WEEKLY IMPORTANT NEWS FROM MEDSCAPE AND OTHER SOURCES
Σάββατο, 10 Ιουνίου 2017
SURGERY BETTER FOR YOUNG PATIENTS WITH PROSTATE CANCER
Men younger than 60 years with high-risk prostate cancer (PCa) have better overall survival when their initial treatment is radical prostatectomy (RP) rather than radiation (RT), according to researchers at the 2017 American Society of Clinical Oncology (ASCO) annual meeting.
Adeel Kaiser, MD, and colleagues of the University of Maryland in Baltimore, found a significant 48% improvement in overall survival with RP at a median follow-up of 50 months. Estimated survival at 8 years also favored surgery: 85.1% vs 74.9% for RT.
The team adjusted for other factors expected to affect prognosis, including year of treatment, comorbidity score, Gleason score, T stage, use of hormone therapy and chemotherapy, type of radiation therapy, PSA, age, race, and insurance status.
They based their analysis on 16,944 younger patients from the National Cancer Data Base who had Gleason score 8 to 10 PCa with no metastasis or nodal involvement. During 2004 to 2013, 12,155 of the men underwent RP and 4789 received RT as initial therapy. RT was external beam radiation (EBRT) alone or EBRT with brachytherapy at a median dose of 77.4 Gy. A majority of RT patients (82.5%) also received hormone therapy. In the surgery group, 17.2% of patients received radiation; most at a dose above 64.8 Gy.
"The results should be viewed as hypothesis-generating rather than definitive," Dr Kaiser told Renal & Urology News. "Patients undergoing surgery are afforded postsurgical pathological analysis and therefore may be offered additional or multimodal therapy, including adjuvant or salvage radiation, when adverse risk factors are noted. Or patients in the radiation group may have been understaged and failed to receive more aggressive therapy with regard to radiation field design or hormonal therapy. Brachytherapy boost was not widespread in the time period we examined, for example. It is unusual for radiation patients to undergo surgery after radiation."

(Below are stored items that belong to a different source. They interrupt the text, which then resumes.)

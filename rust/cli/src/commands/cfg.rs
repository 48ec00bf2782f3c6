//! Configuration command handler.
//!
//! Prints the resolved settings as pretty JSON, one `{value, source}` pair
//! per key, where `source` is `default`, `file` or `env`.

use crate::error::CliError;
use crate::ui;
use kittens_service::settings::{self, SettingsResolved};
use std::io::Write;

/// Handle the cfg command. `env` looks up a variable by name.
pub fn handle_cfg_command<F>(env: F, out: &mut dyn Write, err: &mut dyn Write) -> Result<(), CliError>
where
    F: Fn(&str) -> Option<String>,
{
    let resolved = match settings::load_with_sources(env) {
        Ok(r) => r,
        Err(e) => {
            ui::write_error(err, &format!("Invalid configuration: {}", e))?;
            return Err(CliError::Config(format!("Invalid configuration: {}", e)));
        }
    };

    let json_str =
        serde_json::to_string_pretty(&display(&resolved)).map_err(std::io::Error::other)?;
    writeln!(out, "{}", json_str)?;
    Ok(())
}

fn display(resolved: &SettingsResolved) -> serde_json::Value {
    let SettingsResolved { settings, sources } = resolved;
    macro_rules! entry {
        ($field:ident) => {
            serde_json::json!({ "value": settings.$field, "source": sources.$field })
        };
    }
    serde_json::json!({
        "max_players": entry!(max_players),
        "hand_size": entry!(hand_size),
        "copies_per_kind": entry!(copies_per_kind),
        "bomb_count": entry!(bomb_count),
        "defuse_count": entry!(defuse_count),
        "policy_dir": entry!(policy_dir),
        "max_plays_per_turn": entry!(max_plays_per_turn),
        "max_chain_turns": entry!(max_chain_turns),
        "seed": entry!(seed),
        "record_decisions": entry!(record_decisions),
        "log_json": entry!(log_json),
    })
}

Overall survival was the only endpoint the investigators could analyze with this database, so they couldn't attribute the findings to fewer deaths from prostate cancer. Since selection bias is possible with any retrospective review, future prospective research is warranted. The team is planning a trial investigating whether surgery patients reap benefit from the addition of radiation and systemic therapy.